Beginning at the line containing "the durable tier." in the material below and ending at the line containing "Fan-out timing budgets.", return each line exactly and add nothing.

⁂

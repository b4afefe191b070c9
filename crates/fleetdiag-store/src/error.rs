use fleetdiag_core::CoreError;
use std::path::PathBuf;
use thiserror::Error;

#[derive(Debug, Error)]
pub enum StoreError {
    #[error("io error: {0}")]
    Io(#[from] std::io::Error),
    #[error("sqlite error: {0}")]
    Sql(#[from] rusqlite::Error),
    #[error("core error: {0}")]
    Core(#[from] CoreError),
    #[error("missing home directory")]
    MissingHomeDir,
    #[error("invalid id string: {0}")]
    InvalidId(String),
    #[error("not found: {0}")]
    NotFound(String),
    #[error("migration error: {0}")]
    Migration(String),
    #[error("invalid data path: {0}")]
    InvalidDataPath(PathBuf),
    #[error("database is missing table {0}")]
    MissingTable(String),
}

pub type Result<T> = std::result::Result<T, StoreError>;

#[derive(Debug, Clone, Copy, PartialEq, Eq)]
pub enum StoreErrorKind {
    Io,
    Sql,
    Core,
    MissingHomeDir,
    InvalidId,
    NotFound,
    Migration,
    InvalidDataPath,
    MissingTable,
}

impl StoreError {
    pub fn kind(&self) -> StoreErrorKind {
        match self {
            StoreError::Io(_) => StoreErrorKind::Io,
            StoreError::Sql(_) => StoreErrorKind::Sql,
            StoreError::Core(_) => StoreErrorKind::Core,
            StoreError::MissingHomeDir => StoreErrorKind::MissingHomeDir,
            StoreError::InvalidId(_) => StoreErrorKind::InvalidId,
            StoreError::NotFound(_) => StoreErrorKind::NotFound,
            StoreError::Migration(_) => StoreErrorKind::Migration,
            StoreError::InvalidDataPath(_) => StoreErrorKind::InvalidDataPath,
            StoreError::MissingTable(_) => StoreErrorKind::MissingTable,
        }
    }
}
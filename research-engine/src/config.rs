//! Configuration for the research engine.

use serde::{Deserialize, Serialize};
use std::collections::HashMap;
use std::time::Duration;

/// Main configuration for the research engine.
#[derive(Debug, Clone, Default, Serialize, Deserialize)]
pub struct EngineConfig {
    pub cache: CacheConfig,
    pub quota: QuotaConfig,
    pub orchestrator: OrchestratorConfig,
}

impl EngineConfig {
    /// Parse a configuration from TOML text.
    pub fn from_toml(text: &str) -> crate::error::Result<Self> {
        toml::from_str(text).map_err(|e| crate::error::EngineError::Config(e.to_string()))
    }
}

/// Multi-tier cache configuration.
#[derive(Debug, Clone, Serialize, Deserialize)]
pub struct CacheConfig {
    /// Maximum TTL for the in-process tier, in seconds.
    pub memory_ttl_seconds: u64,

    /// Maximum TTL for the networked tier, in seconds.
    pub remote_ttl_seconds: u64,

    /// Maximum TTL for the durable tier, in seconds.
    pub durable_ttl_seconds: u64,

    /// TTL applied to merged research results on cache write, in seconds.
    pub result_ttl_seconds: u64,

    /// Row limit for one expired-row sweep against the durable tier.
    pub cleanup_batch_limit: u32,
}

impl Default for CacheConfig {
    fn default() -> Self {
        Self {
            memory_ttl_seconds: 3_600,       // 1 hour
            remote_ttl_seconds: 21_600,      // 6 hours
            durable_ttl_seconds: 604_800,    // 7 days
            result_ttl_seconds: 86_400,      // 1 day
            cleanup_batch_limit: 500,
        }
    }
}

impl CacheConfig {
    pub fn memory_ttl(&self) -> Duration {
        Duration::from_secs(self.memory_ttl_seconds)
    }

    pub fn remote_ttl(&self) -> Duration {
        Duration::from_secs(self.remote_ttl_seconds)
    }

    pub fn durable_ttl(&self) -> Duration {
        Duration::from_secs(self.durable_ttl_seconds)
    }

    pub fn result_ttl(&self) -> Duration {
        Duration::from_secs(self.result_ttl_seconds)
    }
}

/// Per-provider daily budgets and alerting thresholds.
#[derive(Debug, Clone, Serialize, Deserialize)]
pub struct QuotaConfig {
    /// Daily call limit for providers without an explicit entry.
    pub default_daily_limit: u32,

    /// Per-provider daily call limits, keyed by provider name.
    pub daily_limits: HashMap<String, u32>,

    /// Usage fraction at which the status becomes `warning`.
    pub warning_threshold: f32,

    /// Usage fraction at which the status becomes `critical`.
    pub critical_threshold: f32,

    /// Minimum interval between repeat alerts for one provider, in seconds.
    pub alert_cooldown_seconds: u64,
}

impl Default for QuotaConfig {
    fn default() -> Self {
        Self {
            default_daily_limit: 1_000,
            daily_limits: HashMap::new(),
            warning_threshold: 0.8,
            critical_threshold: 0.9,
            alert_cooldown_seconds: 3_600, // 1 hour
        }
    }
}

impl QuotaConfig {
    pub fn daily_limit(&self, provider: &str) -> u32 {
        self.daily_limits
            .get(provider)
            .copied()
            .unwrap_or(self.default_daily_limit)
    }

    pub fn alert_cooldown(&self) -> chrono::Duration {
        chrono::Duration::seconds(self.alert_cooldown_seconds as i64)
    }
}

/// Fan-out timing budgets.
#[derive(Debug, Clone, Serialize, Deserialize)]
pub struct OrchestratorConfig {
    /// Budget for one whole research run, in milliseconds.
    pub global_timeout_ms: u64,

    /// Budget for one provider call, in milliseconds.
    pub provider_timeout_ms: u64,
}

impl Default for OrchestratorConfig {
    fn default() -> Self {
        Self {
            global_timeout_ms: 30_000,
            provider_timeout_ms: 10_000,
        }
    }
}

impl OrchestratorConfig {
    pub fn global_timeout(&self) -> Duration {
        Duration::from_millis(self.global_timeout_ms)
    }

    pub fn provider_timeout(&self) -> Duration {
        Duration::from_millis(self.provider_timeout_ms)
    }
}

/// Configuration for an HTTP-backed research provider.
#[derive(Debug, Clone, Serialize, Deserialize)]
pub struct HttpProviderConfig {
    /// Provider name used in ledger rows and provenance.
    pub name: String,

    /// Call type recorded in the ledger (e.g. "trends", "keywords").
    pub call_type: String,

    /// Endpoint receiving the research context as JSON.
    pub endpoint: String,

    /// Optional bearer token.
    pub api_key: Option<String>,

    /// Request timeout in seconds.
    pub timeout_seconds: u64,
}

impl Default for HttpProviderConfig {
    fn default() -> Self {
        Self {
            name: "http".to_string(),
            call_type: "research".to_string(),
            endpoint: "http://localhost:8080/research".to_string(),
            api_key: None,
            timeout_seconds: 30,
        }
    }
}
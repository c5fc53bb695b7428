//! Error types for the research engine.

use thiserror::Error;

pub type Result<T> = std::result::Result<T, EngineError>;

#[derive(Debug, Error)]
pub enum EngineError {
    #[error("Cache error: {0}")]
    Cache(String),

    #[error("Quota error: {0}")]
    Quota(String),

    #[error("Ledger error: {0}")]
    Ledger(String),

    #[error("Provider error: {0}")]
    Provider(String),

    #[error("Configuration error: {0}")]
    Config(String),

    #[error("Storage error: {0}")]
    Storage(String),

    #[error("Invalid research context: {0}")]
    InvalidContext(String),

    #[error("IO error: {0}")]
    Io(#[from] std::io::Error),

    #[error("JSON error: {0}")]
    Json(#[from] serde_json::Error),

    #[error("HTTP error: {0}")]
    Http(#[from] reqwest::Error),

    #[error("Database error: {0}")]
    Database(#[from] sqlx::Error),
}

⁂

## Task output
    /// Row limit for one expired-row sweep against the durable tier.
    pub cleanup_batch_limit: u32,
}

impl Default for CacheConfig {
    fn default() -> Self {
        Self {
            memory_ttl_seconds: 3_600,       // 1 hour
            remote_ttl_seconds: 21_600,      // 6 hours
            durable_ttl_seconds: 604_800,    // 7 days
            result_ttl_seconds: 86_400,      // 1 day
            cleanup_batch_limit: 500,
        }
    }
}

impl CacheConfig {
    pub fn memory_ttl(&self) -> Duration {
        Duration::from_secs(self.memory_ttl_seconds)
    }

    pub fn remote_ttl(&self) -> Duration {
        Duration::from_secs(self.remote_ttl_seconds)
    }

    pub fn durable_ttl(&self) -> Duration {
        Duration::from_secs(self.durable_ttl_seconds)
    }

    pub fn result_ttl(&self) -> Duration {
        Duration::from_secs(self.result_ttl_seconds)
    }
}

/// Per-provider daily budgets and alerting thresholds.
#[derive(Debug, Clone, Serialize, Deserialize)]
pub struct QuotaConfig {
    /// Daily call limit for providers without an explicit entry.
    pub default_daily_limit: u32,

    /// Per-provider daily call limits, keyed by provider name.
    pub daily_limits: HashMap<String, u32>,

    /// Usage fraction at which the status becomes `warning`.
    pub warning_threshold: f32,

    /// Usage fraction at which the status becomes `critical`.
    pub critical_threshold: f32,

    /// Minimum interval between repeat alerts for one provider, in seconds.
    pub alert_cooldown_seconds: u64,
}

impl Default for QuotaConfig {
    fn default() -> Self {
        Self {
            default_daily_limit: 1_000,
            daily_limits: HashMap::new(),
            warning_threshold: 0.8,
            critical_threshold: 0.9,
            alert_cooldown_seconds: 3_600, // 1 hour
        }
    }
}

impl QuotaConfig {
    pub fn daily_limit(&self, provider: &str) -> u32 {
        self.daily_limits
            .get(provider)
            .copied()
            .unwrap_or(self.default_daily_limit)
    }

    pub fn alert_cooldown(&self) -> chrono::Duration {
        chrono::Duration::seconds(self.alert_cooldown_seconds as i64)
    }
}

/// Fan-out timing budgets.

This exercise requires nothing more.